*** SUPPLIED RECORDS Section Begins ***

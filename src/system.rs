//! Host platform helpers

use crate::types::Key;
use std::thread;
use std::time::Duration;

/// Operating system family of the machine running the client
#[derive(Debug, Clone, Copy, PartialEq, Eq)]
pub enum HostOs {
    MacOs,
    Windows,
    Linux,
    Other,
}

impl HostOs {
    pub fn current() -> Self {
        if cfg!(target_os = "macos") {
            HostOs::MacOs
        } else if cfg!(target_os = "windows") {
            HostOs::Windows
        } else if cfg!(target_os = "linux") {
            HostOs::Linux
        } else {
            HostOs::Other
        }
    }
}

/// Modifier used for copy/paste/cut/select-all shortcuts
pub fn modifier_for_copy_paste(os: HostOs) -> Key {
    match os {
        HostOs::MacOs => Key::Meta,
        HostOs::Windows | HostOs::Linux | HostOs::Other => Key::Control,
    }
}

/// Block the calling thread; zero is a no-op
pub fn sleep_ms(milliseconds: u64) {
    if milliseconds == 0 {
        return;
    }
    thread::sleep(Duration::from_millis(milliseconds));
}
//! Common types for the kiwi client

use crate::error::KiwiError;
use crate::node::{FromNode, Node, ToWire};
use serde_json::{json, Value};
use std::fmt;
use std::str::FromStr;

/// Screen coordinate, absolute or relative
#[derive(Debug, Clone, Copy, PartialEq, Eq)]
pub struct Point {
    pub x: i32,
    pub y: i32,
}

impl Point {
    /// Create a point from its coordinates
    pub fn new(x: i32, y: i32) -> Self {
        Self { x, y }
    }
}

impl ToWire for Point {
    fn to_wire(&self) -> Value {
        json!({ "x": self.x, "y": self.y })
    }
}

impl FromNode for Point {
    fn from_node(node: Option<&Node>) -> Option<Self> {
        let node = node?.present()?;
        Some(Self {
            x: node.get("x")?.as_i32()?,
            y: node.get("y")?.as_i32()?,
        })
    }
}

/// A point tagged with a hex color sample
#[derive(Debug, Clone, PartialEq, Eq)]
pub struct ColoredPoint {
    pub point: Point,
    pub hex: String,
}

impl ColoredPoint {
    pub fn new(point: Point, hex: impl Into<String>) -> Self {
        Self {
            point,
            hex: hex.into(),
        }
    }
}

impl ToWire for ColoredPoint {
    fn to_wire(&self) -> Value {
        json!({ "point": self.point.to_wire(), "hex": self.hex })
    }
}

impl FromNode for ColoredPoint {
    fn from_node(node: Option<&Node>) -> Option<Self> {
        let node = node?.present()?;
        Some(Self {
            point: Point::from_node(node.get("point"))?,
            hex: node.get("hex")?.as_str()?.to_owned(),
        })
    }
}

/// Color sample at an offset from a vertex point
///
/// Same shape as [`ColoredPoint`], but `point` is relative to the vertex
/// matched by `find_relative_colors`.
#[derive(Debug, Clone, PartialEq, Eq)]
pub struct RelativePoint {
    pub point: Point,
    pub hex: String,
}

impl RelativePoint {
    pub fn new(point: Point, hex: impl Into<String>) -> Self {
        Self {
            point,
            hex: hex.into(),
        }
    }
}

impl ToWire for RelativePoint {
    fn to_wire(&self) -> Value {
        json!({ "point": self.point.to_wire(), "hex": self.hex })
    }
}

impl FromNode for RelativePoint {
    fn from_node(node: Option<&Node>) -> Option<Self> {
        let node = node?.present()?;
        Some(Self {
            point: Point::from_node(node.get("point"))?,
            hex: node.get("hex")?.as_str()?.to_owned(),
        })
    }
}

/// Per-channel color tolerance
#[derive(Debug, Clone, Copy, Default, PartialEq, Eq)]
pub struct RgbOffset {
    pub r: u8,
    pub g: u8,
    pub b: u8,
}

impl RgbOffset {
    /// Create a tolerance from per-channel offsets
    pub fn new(r: u8, g: u8, b: u8) -> Self {
        Self { r, g, b }
    }
}

impl ToWire for RgbOffset {
    fn to_wire(&self) -> Value {
        json!({ "r": self.r, "g": self.g, "b": self.b })
    }
}

impl FromNode for RgbOffset {
    fn from_node(node: Option<&Node>) -> Option<Self> {
        let node = node?.present()?;
        let channel = |name: &str| {
            node.get(name)
                .and_then(Node::as_i64)
                .and_then(|v| u8::try_from(v).ok())
        };
        Some(Self {
            r: channel("r")?,
            g: channel("g")?,
            b: channel("b")?,
        })
    }
}

/// Image match location with its confidence score
#[derive(Debug, Clone, Copy, PartialEq)]
pub struct WeightPoint {
    pub point: Point,
    pub weight: f64,
}

impl WeightPoint {
    /// Create a match from its location and score
    pub fn new(point: Point, weight: f64) -> Self {
        Self { point, weight }
    }
}

impl ToWire for WeightPoint {
    fn to_wire(&self) -> Value {
        json!({ "point": self.point.to_wire(), "weight": self.weight })
    }
}

impl FromNode for WeightPoint {
    fn from_node(node: Option<&Node>) -> Option<Self> {
        let node = node?.present()?;
        Some(Self {
            point: Point::from_node(node.get("point"))?,
            weight: node.get("weight")?.as_f64()?,
        })
    }
}

macro_rules! keys {
    ($($key:ident),+ $(,)?) => {
        /// Symbolic key names understood by the automation service
        #[derive(Debug, Clone, Copy, PartialEq, Eq, Hash)]
        pub enum Key {
            $($key),+
        }

        impl Key {
            /// Every supported key
            pub const ALL: &'static [Key] = &[$(Key::$key),+];

            /// Name of the key on the wire
            pub fn as_str(&self) -> &'static str {
                match self {
                    $(Key::$key => stringify!($key)),+
                }
            }
        }
    };
}

keys! {
    Alt, Backspace, CapsLock, Control, Delete, DownArrow, End, Escape,
    F1, F2, F3, F4, F5, F6, F7, F8, F9, F10,
    F11, F12, F13, F14, F15, F16, F17, F18, F19, F20,
    Home, LeftArrow, Meta, PageDown, PageUp, Return, RightArrow, Shift, Space, Tab, UpArrow,
    LeftBracket, RightBracket,
    Num1, Num2, Num3, Num4, Num5, Num6, Num7, Num8, Num9, Num0,
    Minus, Equal,
    Q, W, E, R, T, Y, U, I, O, P,
    A, S, D, F, G, H, J, K, L,
    Z, X, C, V, B, N, M,
    SemiColon, Quote, BackSlash, Comma, Dot, Slash,
    KpMinus, KpPlus, KpMultiply, KpDivide,
    Kp0, Kp1, Kp2, Kp3, Kp4, Kp5, Kp6, Kp7, Kp8, Kp9, KpDelete,
    BackQuote, Insert, PrintScreen, ScrollLock, Pause, NumLock,
}

impl Key {
    fn from_name(name: &str) -> Option<Key> {
        Key::ALL.iter().copied().find(|key| key.as_str() == name)
    }
}

impl fmt::Display for Key {
    fn fmt(&self, f: &mut fmt::Formatter<'_>) -> fmt::Result {
        f.write_str(self.as_str())
    }
}

impl FromStr for Key {
    type Err = KiwiError;

    /// Parse a canonical key name; single letters and digits are also accepted
    fn from_str(s: &str) -> Result<Self, Self::Err> {
        if let Some(key) = Key::from_name(s) {
            return Ok(key);
        }

        let mut chars = s.chars();
        let shorthand = match (chars.next(), chars.next()) {
            (Some(c), None) if c.is_ascii_alphabetic() => {
                Key::from_name(&c.to_ascii_uppercase().to_string())
            }
            (Some(c), None) if c.is_ascii_digit() => Key::from_name(&format!("Num{}", c)),
            _ => None,
        };

        shorthand.ok_or_else(|| KiwiError::InvalidKey(s.to_string()))
    }
}

impl ToWire for Key {
    fn to_wire(&self) -> Value {
        Value::String(self.as_str().to_string())
    }
}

*** SUPPLIED RECORDS Section Ends ***

## HOW TO COMPLETE THIS TASK
For each line in the data above that contains the string "RelativePoint", extract the line.

## EXPECTED ANSWER
pub struct RelativePoint {
impl RelativePoint {
impl ToWire for RelativePoint {
impl FromNode for RelativePoint {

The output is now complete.